Once more years of effort, tens of thousands of lives lost, an immense
treasure spent, and nothing achieved.
The next year Saladin died. He left to succeed him a brother, and
seventeen sons. Soon Palestine and Syria were their much- disputed
prize. The crusade had a new opportunity. This time it was left to the
emperor Henry VI, Barbarossa's son and successor, to make the most of
it. He was perhaps the greatest man the empire had known since
Charlemagne, and, apparently, about to realise that dream of universal
dominion which had haunted so many of Charlemagne's German successors.

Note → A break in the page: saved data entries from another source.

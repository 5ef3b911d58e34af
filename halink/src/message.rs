//! The unit carried by a link.

use serde::{Deserialize, Serialize};

use crate::types::{LinkId, TAG_INVALID, Tag};

/// A message travelling over a link.
///
/// The payload is opaque to the link. `tag` and `link_id` are filled in by
/// [`Link::send`](crate::Link::send); a freshly built message carries
/// [`TAG_INVALID`] and the default id.
#[derive(Debug, Clone, PartialEq, Eq, Serialize, Deserialize)]
pub struct Message {
    /// Sequence number assigned by the sending link.
    pub tag: Tag,
    /// Destination link (the sender's `id_remote`).
    pub link_id: LinkId,
    /// Application bytes.
    pub payload: Vec<u8>,
    /// Set on messages deposited into an inbound queue.
    pub incoming: bool,
    /// Sender-local correlation value, carried untouched.
    #[serde(default, skip_serializing_if = "Option::is_none")]
    pub correlation: Option<u64>,
}

impl Message {
    /// Create an outgoing message with the given payload.
    pub fn new(payload: impl Into<Vec<u8>>) -> Self {
        Self {
            tag: TAG_INVALID,
            link_id: LinkId::default(),
            payload: payload.into(),
            incoming: false,
            correlation: None,
        }
    }

    /// Attach a correlation value.
    pub fn with_correlation(mut self, correlation: u64) -> Self {
        self.correlation = Some(correlation);
        self
    }

    /// Payload bytes.
    pub fn payload(&self) -> &[u8] {
        &self.payload
    }
}

#[cfg(test)]
mod tests {
    use super::*;

    #[test]
    fn test_new_message_is_untagged() {
        let msg = Message::new("ping");
        assert_eq!(msg.tag, TAG_INVALID);
        assert!(!msg.link_id.is_valid());
        assert!(!msg.incoming);
        assert_eq!(msg.payload(), b"ping");
    }

    #[test]
    fn test_correlation_is_omitted_from_wire_when_absent() {
        let plain = serde_json::to_string(&Message::new(vec![1u8])).unwrap();
        assert!(!plain.contains("correlation"));

        let tagged = serde_json::to_string(&Message::new(vec![1u8]).with_correlation(9)).unwrap();
        assert!(tagged.contains("\"correlation\":9"));
    }
}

A stroke of luck had brought even the King of England within the range
of his policies. He was ruler of Sicily and southern Italy as well as
of Germany, and now, from Sicily, he plotted the conquest of the
Eastern empire too. The first object of crusading zeal threatened now
to be Constantinople. Henry took the cross in a solemn assembly at Bari
on May 31, 1195, and six months later, at the German diet called to
organise the details of the crusade, the changes in its political
objective were admirably prefigured when the kings of Cyprus and
Armenia gave over their realms to Henry and received them from him as
their suzerain.
Meanwhile the task of recruiting new armies was pressed forward, Henry
himself taking part in it. Through the spring of 1197 the new German
forces began to gather in the harbours of southern Italy -- to the
dismay of the inhabitants upon whom they lived, and to whom they were "
less pilgrims than thieving wolves." In September 1197 the first
departures took place. The objective set them was Jerusalem, and the
Holy City taken they were to join the emperor before Constantinople.

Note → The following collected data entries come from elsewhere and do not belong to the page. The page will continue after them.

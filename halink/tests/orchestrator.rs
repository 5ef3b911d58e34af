//! Node-level scenarios: handshake, reconnect, restart and teardown.

#[path = "support/mod.rs"]
mod support;

use std::collections::HashSet;
use std::sync::Arc;
use std::time::Duration;

use async_trait::async_trait;
use halink::{
    ClientState, DeliveryStatus, EntrypointReply, EntrypointRequest, HaError, InboundHandler,
    LinkDirection, LinkError, LinkPhase, LocalNetwork, Message, Tag, Transport, TransportError,
};
use support::{
    Event, TestNode, init_tracing, node, observed_node, peer_of, receive_n, started_pair,
};

/// Listener that accepts sessions but never answers an entrypoint request.
struct SilentAcceptor;

#[async_trait]
impl InboundHandler for SilentAcceptor {
    fn deliver(&self, _msg: Message) -> DeliveryStatus {
        DeliveryStatus::NoSuchLink
    }

    async fn entrypoint(&self, _request: EntrypointRequest) -> EntrypointReply {
        std::future::pending().await
    }
}

#[tokio::test(flavor = "multi_thread", worker_threads = 4)]
async fn test_concurrent_mutual_connect() {
    init_tracing();
    let (_network, a, b) = started_pair();

    let (a_out, b_out) = tokio::join!(a.connect("b"), b.connect("a"));
    let a_out = a_out.unwrap();
    let b_out = b_out.unwrap();

    assert_eq!(a.outgoing_links().len(), 1);
    assert_eq!(a.incoming_links().len(), 1);
    assert_eq!(b.outgoing_links().len(), 1);
    assert_eq!(b.incoming_links().len(), 1);

    // Each outgoing end is mirrored by the peer's incoming end.
    let a_in = a.incoming_links()[0].link().clone();
    let b_in = b.incoming_links()[0].link().clone();
    assert_eq!(a_out.params().mirrored(), b_in.params());
    assert_eq!(b_out.params().mirrored(), a_in.params());

    let ids: HashSet<_> = [&a_out, &b_out, &a_in, &b_in]
        .iter()
        .map(|l| l.id())
        .collect();
    assert_eq!(ids.len(), 4);

    for (from, to) in [(&a_out, &b_in), (&b_in, &a_out), (&b_out, &a_in), (&a_in, &b_out)] {
        let tag = from.send(Message::new(format!("from {}", from.id()))).unwrap();
        from.wait_delivery(tag).await.unwrap();
        let got = receive_n(to, 1).await;
        assert_eq!(got[0].tag, tag);
        assert_eq!(got[0].payload(), format!("from {}", from.id()).as_bytes());
    }

    a.stop().await.unwrap();
    b.stop().await.unwrap();
}

#[tokio::test(flavor = "multi_thread", worker_threads = 4)]
async fn test_observer_sees_connect_and_disconnect() {
    init_tracing();
    let network = LocalNetwork::new();
    let (a, a_events) = observed_node(&network, "a", 0xa);
    let (b, b_events) = observed_node(&network, "b", 0xb);
    a.start().unwrap();
    b.start().unwrap();

    let link = a.connect("b").await.unwrap();
    let peer = peer_of(&b, &link);
    assert_eq!(
        a_events.events(),
        vec![Event::Connected(link.id(), LinkDirection::Outgoing)]
    );
    assert_eq!(
        b_events.events(),
        vec![
            Event::Request {
                first_request: true
            },
            Event::Connected(peer.id(), LinkDirection::Incoming),
        ]
    );

    a.disconnect(&link).await.unwrap();
    assert_eq!(
        a_events.events()[1..],
        [
            Event::Disconnecting(link.id()),
            Event::Disconnected(link.id(), LinkDirection::Outgoing),
        ]
    );

    b.stop().await.unwrap();
    assert_eq!(
        b_events.events()[2..],
        [
            Event::Disconnecting(peer.id()),
            Event::Disconnected(peer.id(), LinkDirection::Incoming),
        ]
    );
    a.stop().await.unwrap();
}

#[tokio::test(flavor = "multi_thread", worker_threads = 4)]
async fn test_disconnect_removes_link() {
    init_tracing();
    let (_network, a, b) = started_pair();
    let link = a.connect("b").await.unwrap();
    assert!(a.registry().contains(&link.id()));

    a.disconnect(&link).await.unwrap();
    assert!(a.outgoing_links().is_empty());
    assert!(!a.registry().contains(&link.id()));
    assert!(!link.is_running());
    assert_eq!(
        a.disconnect(&link).await.unwrap_err(),
        HaError::UnknownLink { id: link.id() }
    );
    assert!(matches!(
        link.send(Message::new("gone")),
        Err(LinkError::Stopped { .. })
    ));

    // The acceptor keeps its end until told otherwise.
    assert_eq!(b.incoming_links().len(), 1);

    a.stop().await.unwrap();
    b.stop().await.unwrap();
}

#[tokio::test(flavor = "multi_thread", worker_threads = 4)]
async fn test_reconnect_reuses_acceptor_link() {
    init_tracing();
    let network = LocalNetwork::new();
    let (a, a_events) = observed_node(&network, "a", 0xa);
    let (b, b_events) = observed_node(&network, "b", 0xb);
    a.start().unwrap();
    b.start().unwrap();

    let link = a.connect("b").await.unwrap();
    let peer = peer_of(&b, &link);
    let params = link.params();
    assert_eq!(link.send(Message::new("one")).unwrap(), 1);
    assert_eq!(link.send(Message::new("two")).unwrap(), 3);
    link.flush().await.unwrap();

    a.reconnect(&link).await.unwrap();
    assert_eq!(link.params(), params);
    assert_eq!(b.incoming_links().len(), 1);
    assert_eq!(a_events.events().last(), Some(&Event::Reused(link.id())));
    assert_eq!(
        b_events.events()[2..],
        [
            Event::Request {
                first_request: false
            },
            Event::Reused(peer.id()),
        ]
    );

    // Tags carry on where they left off and delivery resumes.
    let tag = link.send(Message::new("three")).unwrap();
    assert_eq!(tag, 5);
    link.wait_delivery(tag).await.unwrap();
    let got: Vec<Tag> = receive_n(&peer, 3).await.iter().map(|m| m.tag).collect();
    assert_eq!(got, vec![1, 3, 5]);

    let back = peer.send(Message::new("back")).unwrap();
    peer.wait_delivery(back).await.unwrap();
    assert_eq!(receive_n(&link, 1).await[0].tag, back);

    a.stop().await.unwrap();
    b.stop().await.unwrap();
}

#[tokio::test(flavor = "multi_thread", worker_threads = 4)]
async fn test_reconnect_after_acceptor_restart_rebuilds_link() {
    init_tracing();
    let network = LocalNetwork::new();
    let a = node(&network, "a", 0xa);
    let b = node(&network, "b", 0xb);
    a.start().unwrap();
    b.start().unwrap();

    let link = a.connect("b").await.unwrap();
    let tag = link.send(Message::new("before")).unwrap();
    link.wait_delivery(tag).await.unwrap();
    assert_eq!(link.delivered_consume(), Some(tag));

    b.stop().await.unwrap();
    let restarted = node(&network, "b", 0xbb);
    restarted.start().unwrap();

    // The new incarnation does not know the link.
    let lost = link.send(Message::new("lost")).unwrap();
    link.wait_delivery(lost).await.unwrap();
    assert_eq!(link.not_delivered_consume(), Some(lost));
    assert!(restarted.incoming_links().is_empty());

    a.reconnect(&link).await.unwrap();
    let incoming = restarted.incoming_links();
    assert_eq!(incoming.len(), 1);
    assert_eq!(incoming[0].link().params(), link.params().mirrored());
    assert_eq!(incoming[0].endpoint(), "a");

    let peer = peer_of(&restarted, &link);
    let tag = link.send(Message::new("after")).unwrap();
    link.wait_delivery(tag).await.unwrap();
    assert_eq!(link.delivered_consume(), Some(tag));
    let got = receive_n(&peer, 1).await;
    assert_eq!(got[0].tag, tag);
    assert_eq!(got[0].payload(), b"after");

    a.stop().await.unwrap();
    restarted.stop().await.unwrap();
}

#[tokio::test(flavor = "multi_thread", worker_threads = 4)]
async fn test_stop_releases_everything() {
    init_tracing();
    let (_network, a, b) = started_pair();
    let out = a.connect("b").await.unwrap();
    b.connect("a").await.unwrap();
    assert_eq!(a.registry().len(), 2);

    a.stop().await.unwrap();
    assert!(!a.is_started());
    assert!(a.registry().is_empty());
    assert!(a.incoming_links().is_empty());
    assert!(a.outgoing_links().is_empty());
    assert!(!out.is_running());
    assert_eq!(a.client_state(), ClientState::Fini);

    assert_eq!(a.connect("b").await.unwrap_err(), HaError::NotStarted);
    assert_eq!(
        b.connect("a").await.unwrap_err(),
        HaError::Transport(TransportError::ConnectionRefused {
            endpoint: "a".to_string()
        })
    );
    // A stopped node does not come back.
    assert!(matches!(
        a.start(),
        Err(HaError::InvalidTransition {
            from: ClientState::Fini,
            ..
        })
    ));
    // Stopping twice is harmless.
    a.stop().await.unwrap();

    b.stop().await.unwrap();
}

#[tokio::test(flavor = "multi_thread", worker_threads = 4)]
async fn test_connect_to_unreachable_node_times_out() {
    init_tracing();
    let (network, a, b) = started_pair();
    network.block("b");

    assert_eq!(a.connect("b").await.unwrap_err(), HaError::Timeout);
    assert!(a.outgoing_links().is_empty());
    assert!(b.incoming_links().is_empty());
    // The session never opened, so the client never left its idle state.
    assert_eq!(a.client_state(), ClientState::Unavailable);

    network.unblock("b");
    let link = a.connect("b").await.unwrap();
    assert!(a.registry().contains(&link.id()));

    a.stop().await.unwrap();
    b.stop().await.unwrap();
}

#[tokio::test(flavor = "multi_thread", worker_threads = 4)]
async fn test_abandoned_connect_leaves_node_usable() {
    init_tracing();
    let (network, a, b) = started_pair();
    network.listen("silent", Arc::new(SilentAcceptor)).unwrap();

    // Give up well before the entrypoint timeout, while the reply is awaited.
    let abandoned = tokio::time::timeout(Duration::from_millis(50), a.connect("silent")).await;
    assert!(abandoned.is_err());
    assert_eq!(a.client_state(), ClientState::Unavailable);
    assert!(a.outgoing_links().is_empty());

    let link = a.connect("b").await.unwrap();
    let tag = link.send(Message::new("still here")).unwrap();
    link.wait_delivery(tag).await.unwrap();
    assert_eq!(link.delivered_consume(), Some(tag));

    a.stop().await.unwrap();
    assert_eq!(a.client_state(), ClientState::Fini);
    b.stop().await.unwrap();
}

#[tokio::test(flavor = "multi_thread", worker_threads = 4)]
async fn test_abandoned_reconnect_does_not_strand_link() {
    init_tracing();
    let (network, a, b) = started_pair();
    let link = a.connect("b").await.unwrap();

    network.block("b");
    let abandoned = tokio::time::timeout(Duration::from_millis(20), a.reconnect(&link)).await;
    assert!(abandoned.is_err());

    // The link went back to its old endpoint, which is still unreachable:
    // waiters learn about it instead of hanging.
    let tag = link.send(Message::new("pending")).unwrap();
    let outcome = tokio::time::timeout(Duration::from_secs(5), link.wait_delivery(tag))
        .await
        .expect("waiter is released");
    assert!(matches!(outcome, Err(LinkError::Failed { .. })));
    assert_eq!(link.phase(), LinkPhase::Failed);

    network.unblock("b");
    a.reconnect(&link).await.unwrap();
    link.wait_delivery(tag).await.unwrap();
    assert_eq!(link.delivered_consume(), Some(tag));
    let peer = peer_of(&b, &link);
    assert_eq!(receive_n(&peer, 1).await[0].tag, tag);

    a.stop().await.unwrap();
    b.stop().await.unwrap();
}

#[tokio::test(flavor = "multi_thread", worker_threads = 4)]
async fn test_stop_retires_links_accepted_during_shutdown() {
    init_tracing();
    for _ in 0..10 {
        let network = LocalNetwork::new();
        let acceptor = node(&network, "b", 0xb);
        acceptor.start().unwrap();
        let requesters: Vec<TestNode> = (0..4u64)
            .map(|i| node(&network, &format!("r{i}"), 0x100 + i))
            .collect();
        for r in &requesters {
            r.start().unwrap();
        }

        let attempts: Vec<_> = requesters
            .iter()
            .cloned()
            .map(|r| {
                tokio::spawn(async move {
                    for _ in 0..5 {
                        let _ = r.connect("b").await;
                    }
                })
            })
            .collect();
        tokio::task::yield_now().await;
        acceptor.stop().await.unwrap();
        for attempt in attempts {
            attempt.await.unwrap();
        }

        assert!(acceptor.incoming_links().is_empty());
        assert!(acceptor.registry().is_empty());
        for r in requesters {
            r.stop().await.unwrap();
        }
    }
}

These forces came to Acre, took Sidon, defeated the most capable of
their opponents, Saladin's brother, Malek, and by the capture of
Beyrouth (October 23, 1197) reopened the way from Tripoli -- still in
Latin hands -- to Jerusalem. They were then held up by the stronghold
of Tiberias, and at the moment when they had decided to raise the siege
the news reached them that Henry VI was dead -- had been dead, indeed,
since three weeks after their departure. This was the end of all order
in the crusade. A truce was patched up with Malek and the army
dispersed under its various leaders.
In the tragic fiasco of these first attempts to regain Jerusalem, the
beginnings are discernible of new secular encroachments in what was, in
essence and in origin, a spiritual institution. It is the lay prince
alone who now really counts in it. The crusade tends to be a thing
controlled by him alone, directed to his ends, and along what lines he
chooses. It ceases, at times, to be crusade at all; Catholics and
Mohammedans fraternise, negotiate, and even plan marriage alliances.

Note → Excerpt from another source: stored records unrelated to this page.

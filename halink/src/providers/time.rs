//! Time provider abstraction.

use async_trait::async_trait;
use std::future::Future;
use std::time::Duration;
use thiserror::Error;

/// Errors that can occur during time operations.
#[derive(Debug, Clone, PartialEq, Eq, Error)]
pub enum TimeError {
    /// The operation timed out.
    #[error("operation timed out")]
    Elapsed,
}

/// Provider trait for time operations.
///
/// Link tasks and the orchestrator put every deadline (connect, disconnect,
/// entrypoint) through this trait instead of calling tokio directly.
#[async_trait]
pub trait TimeProvider: Clone + Send + Sync + 'static {
    /// Run a future with a timeout.
    ///
    /// Returns `Ok(result)` if the future completes within the timeout,
    /// or `Err(TimeError::Elapsed)` if it times out.
    async fn timeout<F, T>(&self, duration: Duration, future: F) -> Result<T, TimeError>
    where
        F: Future<Output = T> + Send,
        T: Send;
}

/// Real time provider using Tokio's time facilities.
#[derive(Debug, Clone, Copy, Default)]
pub struct TokioTimeProvider;

impl TokioTimeProvider {
    /// Create a new Tokio time provider.
    pub fn new() -> Self {
        Self
    }
}

#[async_trait]
impl TimeProvider for TokioTimeProvider {
    async fn timeout<F, T>(&self, duration: Duration, future: F) -> Result<T, TimeError>
    where
        F: Future<Output = T> + Send,
        T: Send,
    {
        tokio::time::timeout(duration, future)
            .await
            .map_err(|_| TimeError::Elapsed)
    }
}

#[cfg(test)]
mod tests {
    use super::*;

    #[tokio::test]
    async fn test_timeout_elapses() {
        let time = TokioTimeProvider::new();
        let result = time
            .timeout(Duration::from_millis(10), std::future::pending::<()>())
            .await;
        assert_eq!(result, Err(TimeError::Elapsed));
    }

    #[tokio::test]
    async fn test_timeout_passes_value_through() {
        let time = TokioTimeProvider::new();
        let result = time.timeout(Duration::from_secs(1), async { 7 }).await;
        assert_eq!(result, Ok(7));
    }
}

The old aim of expelling the unbeliever from the sacred soil of
Palestine has lost its place as the absolute determining factor of the
movement. And at this moment, when the papally-created institution is
definitely slipping from the grasp of the papacy, the Eastern empire
whose capital is Constantinople is beginning to seem to the crusader as
great a foe as Islam. When next the zeal of Christendom is roused,
these new tendencies will mature with unpleasant rapidity.